Akses Medsos Sudah Dibuka Pengguna Diminta Jauhi Hoax Menkominfo Rudiantara. Foto: Dok. Covesia

Covesia.com - Kementerian Komunikasi dan Informatika (Kominfo) membuka akses media sosial yang sempat dibatasi. Menkominfo Rudiantara meminta warga menjaga media sosial dari informasi hoax atau kabar bohong.

"Saya mengajak semua masyarakat pengguna media sosial, instant messaging, maupun video file sharing untuk senantiasa menjaga dunia maya Indonesia. Digunakan untuk hal-hal yang positif," ujar Rudiantara, dalam keterangan tertulisnya, Sabtu (25/5/2019).

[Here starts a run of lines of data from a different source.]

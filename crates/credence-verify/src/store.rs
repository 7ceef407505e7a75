//! Source and content stores
//!
//! Collaborator interfaces for the persistence layer, with in-memory
//! implementations used by the service and by tests. The verification
//! core writes exactly one thing back: the assessed reliability score,
//! through a version-checked compare-and-set.

use async_trait::async_trait;
use dashmap::DashMap;
use uuid::Uuid;

use credence_common::{ContentItem, Source, SourceStatus};

/// Errors from store operations
#[derive(Debug, thiserror::Error)]
pub enum StoreError {
    #[error("Source not found: {0}")]
    SourceNotFound(Uuid),

    #[error("Content item not found: {0}")]
    ItemNotFound(Uuid),

    #[error("Version conflict on source {id}: expected {expected}, found {actual}")]
    VersionConflict { id: Uuid, expected: u64, actual: u64 },

    #[error("Duplicate source name: {0}")]
    DuplicateName(String),
}

impl From<StoreError> for credence_common::CredenceError {
    fn from(err: StoreError) -> Self {
        use credence_common::{CredenceError, EntityKind};
        match err {
            StoreError::SourceNotFound(id) => CredenceError::NotFound {
                kind: EntityKind::Source,
                id: id.to_string(),
            },
            StoreError::ItemNotFound(id) => CredenceError::NotFound {
                kind: EntityKind::ContentItem,
                id: id.to_string(),
            },
            other => CredenceError::Storage(other.to_string()),
        }
    }
}

/// Store of registered sources
#[async_trait]
pub trait SourceStore: Send + Sync {
    /// Insert a new source
    async fn insert(&self, source: Source) -> Result<Uuid, StoreError>;

    /// Get a source by id
    async fn get(&self, id: &Uuid) -> Option<Source>;

    /// Persist an assessed reliability score
    ///
    /// Compare-and-set on the source's version counter. Concurrent
    /// assessments of the same source race on this write; the caller
    /// decides whether to retry on conflict (last-writer-wins once it
    /// re-reads) or give up.
    async fn update_reliability(
        &self,
        id: &Uuid,
        score: f64,
        status: Option<SourceStatus>,
        expected_version: u64,
    ) -> Result<Source, StoreError>;

    /// Total number of sources
    async fn count(&self) -> usize;
}

/// Store of collected content items
#[async_trait]
pub trait ContentStore: Send + Sync {
    /// Insert a new item
    async fn insert(&self, item: ContentItem) -> Result<Uuid, StoreError>;

    /// Get an item by id
    async fn get(&self, id: &Uuid) -> Option<ContentItem>;

    /// Most recently collected item for a source
    async fn latest_for_source(&self, source_id: &Uuid) -> Option<ContentItem>;

    /// Items sharing a grouping key, excluding a source's own items
    ///
    /// This is the sibling query behind cross-validation: same session,
    /// collected independently by other sources.
    async fn siblings(
        &self,
        session_id: &Uuid,
        exclude_source: &Uuid,
        limit: usize,
    ) -> Vec<ContentItem>;
}

/// In-memory source store backed by DashMap
pub struct InMemorySourceStore {
    sources: DashMap<Uuid, Source>,
}

impl InMemorySourceStore {
    /// Create an empty store
    pub fn new() -> Self {
        Self {
            sources: DashMap::new(),
        }
    }
}

impl Default for InMemorySourceStore {
    fn default() -> Self {
        Self::new()
    }
}

#[async_trait]
impl SourceStore for InMemorySourceStore {
    async fn insert(&self, source: Source) -> Result<Uuid, StoreError> {
        if self.sources.iter().any(|s| s.name == source.name) {
            return Err(StoreError::DuplicateName(source.name));
        }
        let id = source.id;
        self.sources.insert(id, source);
        Ok(id)
    }

    async fn get(&self, id: &Uuid) -> Option<Source> {
        self.sources.get(id).map(|s| s.clone())
    }

    async fn update_reliability(
        &self,
        id: &Uuid,
        score: f64,
        status: Option<SourceStatus>,
        expected_version: u64,
    ) -> Result<Source, StoreError> {
        let mut entry = self
            .sources
            .get_mut(id)
            .ok_or(StoreError::SourceNotFound(*id))?;

        if entry.version != expected_version {
            return Err(StoreError::VersionConflict {
                id: *id,
                expected: expected_version,
                actual: entry.version,
            });
        }

        entry.apply_score(score);
        if let Some(status) = status {
            entry.status = status;
        }
        Ok(entry.clone())
    }

    async fn count(&self) -> usize {
        self.sources.len()
    }
}

/// In-memory content store backed by DashMap
pub struct InMemoryContentStore {
    items: DashMap<Uuid, ContentItem>,
}

impl InMemoryContentStore {
    /// Create an empty store
    pub fn new() -> Self {
        Self {
            items: DashMap::new(),
        }
    }
}

impl Default for InMemoryContentStore {
    fn default() -> Self {
        Self::new()
    }
}

#[async_trait]
impl ContentStore for InMemoryContentStore {
    async fn insert(&self, item: ContentItem) -> Result<Uuid, StoreError> {
        let id = item.id;
        self.items.insert(id, item);
        Ok(id)
    }

    async fn get(&self, id: &Uuid) -> Option<ContentItem> {
        self.items.get(id).map(|i| i.clone())
    }

    async fn latest_for_source(&self, source_id: &Uuid) -> Option<ContentItem> {
        self.items
            .iter()
            .filter(|i| i.source_id == *source_id)
            .max_by_key(|i| i.collected_date)
            .map(|i| i.clone())
    }

    async fn siblings(
        &self,
        session_id: &Uuid,
        exclude_source: &Uuid,
        limit: usize,
    ) -> Vec<ContentItem> {
        self.items
            .iter()
            .filter(|i| i.session_id.as_ref() == Some(session_id) && i.source_id != *exclude_source)
            .map(|i| i.clone())
            .take(limit)
            .collect()
    }
}

#[cfg(test)]
mod tests {
    use super::*;
    use chrono::{Duration, Utc};
    use credence_common::SourceType;

    #[tokio::test]
    async fn test_insert_and_get_source() {
        let store = InMemorySourceStore::new();
        let source = Source::new("Test", SourceType::News);
        let id = store.insert(source).await.unwrap();

        let fetched = store.get(&id).await.unwrap();
        assert_eq!(fetched.name, "Test");
        assert_eq!(store.count().await, 1);
    }

    #[tokio::test]
    async fn test_duplicate_name_rejected() {
        let store = InMemorySourceStore::new();
        store.insert(Source::new("Same", SourceType::Api)).await.unwrap();
        let err = store.insert(Source::new("Same", SourceType::News)).await.unwrap_err();
        assert!(matches!(err, StoreError::DuplicateName(_)));
    }

    #[tokio::test]
    async fn test_update_reliability_version_check() {
        let store = InMemorySourceStore::new();
        let id = store.insert(Source::new("Test", SourceType::Api)).await.unwrap();

        let updated = store.update_reliability(&id, 0.8, None, 0).await.unwrap();
        assert!((updated.reliability_score - 0.8).abs() < f64::EPSILON);
        assert_eq!(updated.version, 1);

        // Stale version must not clobber the newer write
        let err = store.update_reliability(&id, 0.2, None, 0).await.unwrap_err();
        assert!(matches!(err, StoreError::VersionConflict { actual: 1, .. }));
    }

    #[tokio::test]
    async fn test_latest_for_source() {
        let store = InMemoryContentStore::new();
        let source_id = Uuid::new_v4();

        let mut older = ContentItem::new(source_id, "older");
        older.collected_date = Utc::now() - Duration::days(3);
        let newer = ContentItem::new(source_id, "newer");

        store.insert(older).await.unwrap();
        store.insert(newer).await.unwrap();

        let latest = store.latest_for_source(&source_id).await.unwrap();
        assert_eq!(latest.raw_content, "newer");
    }

    #[tokio::test]
    async fn test_siblings_excludes_own_source() {
        let store = InMemoryContentStore::new();
        let session = Uuid::new_v4();
        let mine = Uuid::new_v4();
        let other = Uuid::new_v4();

        store
            .insert(ContentItem::new(mine, "mine").with_session(session))
            .await
            .unwrap();
        store
            .insert(ContentItem::new(other, "theirs").with_session(session))
            .await
            .unwrap();
        store.insert(ContentItem::new(other, "unrelated")).await.unwrap();

        let siblings = store.siblings(&session, &mine, 10).await;
        assert_eq!(siblings.len(), 1);
        assert_eq!(siblings[0].raw_content, "theirs");
    }
}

Kominfo mendorong masyarakat yang menemukan informasi diduga hoax ke aduankonten.id atau akun twitter @aduankonten. Kominfo juga mengimbau pengguna telepon seluler atau gadget dan perangkat lain segara menghapus pemasangan (uninstall) aplikasi virtual private network (VPN).

"Ayo kita perangi hoax, fitnah, informasi-informasi yang memprovokasi seperti yang banyak beredar saat kerusuhan," kata Rudiantara.

Pembukaan akses media sosial dilakukan per hari ini pukul 13.00 WIB. Sejumlah aplikasi media sosial seperti WhatsApp, Instagram, hingga Line kini bisa diakses normal. 

"Situasi pasca-kerusuhan sudah kondusif sehingga pembatasan akses fitur video dan gambar pada media sosial dan instant messaging difungsikan kembali," jelas Rudiantara. 

Sebelumnya, akses media sosial seperti WhatsApp, Instagram, hingga Line dibatasi penggunaannya melalui Kemenkominfo sejak Rabu (22/5). Menko Polhukam Wiranto mengatakan layanan media sosial (medsos) dinonaktifkan sementara untuk menghindari penyebaran berita bohong atau hoax.